Jacques Hébert : conter pour magnifier la vie quotidienne
Jacques Hébert, originaire de Lotbinière, affirme de prime abord que ses contes aspirent à conserver une mémoire du passé. C’est avec le décès de son grand-père que s’est érigé un refus de laisser les souvenirs et les histoires sombrer dans l’oubli.
« Une personne à elle seule ne peut pas tout sauver, avoue-t-il, moi ma contribution est de raconter des anecdotes qui suscitent des souvenirs chez les autres. »
« Je vois de la poésie dans les petites choses, explique-t-il, je les prends et je les magnifie. » Sa méthode comme conteur est de prendre des évènements anecdotiques de la vie quotidienne et de les rendre magiques par une mise en forme littéraire.
« Les gens sont contents de partager leurs anecdotes et de me raconter qu’eux aussi leur grand-mère leur faisait des toasts sur le poêle, poursuit Jacques Hébert, je peux servir de catalyseur pour que les gens se remémorent leurs propres souvenirs et les cultivent. »
Le site patrimonial du parvis de l’église joue aussi un rôle dans cette mise en scène de la mémoire. « Ce lieu est extraordinaire et il était autrefois un lieu de rassemblement, affirme Jacques Hébert, je le dis sans prétention, mais c’est un endroit où répandre la bonne nouvelle. Moi, la bonne nouvelle, je la répands par la bonne humeur et la joie. »
Le conteur explique en effet que son objectif, bien que ça puisse sonner « quétaine », est de partager la joie.
« L’humour est très présent dans notre société, mais sous forme acerbe et cynique », atteste Jacques Hébert. « La petite joie toute simple, faire sourire par une rencontre ou un moment ça fait partie de ce que je veux transmettre », indique-t-il.
Les Fables de La Fontaine l’ont marqué depuis son enfance et il s’en inspire pour ses contes, mais en laissant de côté la dimension moralisatrice. « J’écris beaucoup d’histoires qui servent à feeler mieux sans faire la leçon », précise-t-il.
« Le traditionnel et le folklore c’est ma base, poursuit-il, toutefois, j’incorpore des éléments plus urbains ou moins traditionnels si je trouve que ça ajoute à l’expérience imaginaire ou émotive. C’est donc un peu hybride ce que je fais. »
Par exemple, il raconte la neutralité et le dépassement de sa grand-mère face à la mort de son grand-père à l’époque, récit qui en laisse plusieurs avec la larme à l’oeil.
« Ce n’est pas une légende qui s’est passée il y a 500 ans, c’est ma grand-mère et moi, explique-t-il, on est pas dans la joie, mais on est dans l’affectif et le relationnel. » C’est pour lui en ce sens que ses contes ont aussi une dimension universelle. Ils visent à toucher le coeur humain, au-delà des référents culturels.
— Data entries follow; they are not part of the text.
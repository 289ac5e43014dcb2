//! Login screen.

use ratatui::layout::Rect;
use ratatui::text::{Line, Span};
use ratatui::widgets::{Clear, Paragraph};
use ratatui::Frame;

use sdu_core::flows::LoginField;

use crate::app::AppState;
use crate::ui::{centered_rect, field_line};

pub fn render(f: &mut Frame, area: Rect, app: &AppState) {
    let theme = &app.theme;
    let form = centered_rect(60, 60, area);
    f.render_widget(Clear, form);

    let mut lines = vec![
        Line::from(Span::styled("Sign in to SDU", theme.accent_bold())),
        Line::from(Span::styled(
            "Unified Health Data System",
            theme.muted(),
        )),
        Line::from(""),
    ];

    let login = &app.login;
    let masked = "*".repeat(login.password.chars().count());
    lines.push(field_line(
        theme,
        "Username",
        &login.username,
        login.focus == LoginField::Username,
    ));
    lines.push(field_line(
        theme,
        "Password",
        &masked,
        login.focus == LoginField::Password,
    ));
    lines.push(Line::from(""));

    if app.session.check_pending() {
        lines.push(Line::from(Span::styled(
            "Checking for an existing session...",
            theme.muted(),
        )));
    }
    if login.is_busy() {
        lines.push(Line::from(Span::styled("Signing in...", theme.warning())));
    } else if let Some(err) = login.error() {
        lines.push(Line::from(Span::styled(err.to_string(), theme.negative())));
    } else {
        lines.push(Line::from(Span::styled("Press Enter to sign in", theme.muted())));
    }

    f.render_widget(Paragraph::new(lines), form);
}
La place de la culture québécoise
Pour Jacques Hébert, il s’agit tout de même de « mettre en valeur le petit monde ». « On va apprécier des conteurs de d’autres pays, qu’on trouve exotiques et qui vont nous plaire, affirme-t-il, c’est parfait comme ça, mais il ne faut pas tourner le dos à une partie de nos origines comme québécois. »
Ces origines sont modestes : « C’était peu scolarisé, c’était peu éduqué, mais ça avait le coeur à la bonne place », exprime-t-il.
Au lieu de tourner le dos à ce qui représente dans l’imaginaire « la misère » ou « l’échec social de la vie rurale », Jacques Hébert veut revaloriser ce monde « sur lequel le Québec s’est construit et grâce auquel nous survivons ».
Conter, c’est aussi pour Jacques Hébert une manière d’assumer ses racines et de se mettre dans la peau de son père : « Lorsque je raconte, j’incarne le bonhomme qui raconte », révèle-t-il.
Ce qui est important pour lui est de créer un moment spécial avec les gens, dans la familiarité, le partage et la mémoire culturelle.
Maxime Plamondon : conter pour faire rêver
Maxime Plamondon, conteur, comédien et auteur, pratique le conte depuis une dizaine d’années.
« Moi, je suis dans un registre différent des contes folkloriques, explique-t-il, tous les contes que je fais sont des contes de créations, d’histoires que j’ai créées de toutes pièces. »
« Je dis à la blague au public que je m’intéresse aux affaires du ciel dans le sens où mes contes se passent dans l’espace et mettent de l’avant le rêve et le surréalisme », indique-t-il. Il a par exemple réécrit l’histoire de la Chasse-galerie, mais se déroulant en autobus du RTC.
« J’aime les récits qui dépaysent, une sorte de réécriture du quotidien », poursuit-il.
L’objectif de Maxime Plamondon est de « faire rêver les gens », de leur « faire envisager la vie quotidienne d’une manière « plus onirique » ou « plus éclatée ». « Si mes récits peuvent amener quelqu’un à rêver davantage ou à se réapproprier son environnement pour lui insuffler du rêve, je vais avoir réussi à le stimuler ou le motiver, à faire quelque chose d’intéressant », précise-t-il.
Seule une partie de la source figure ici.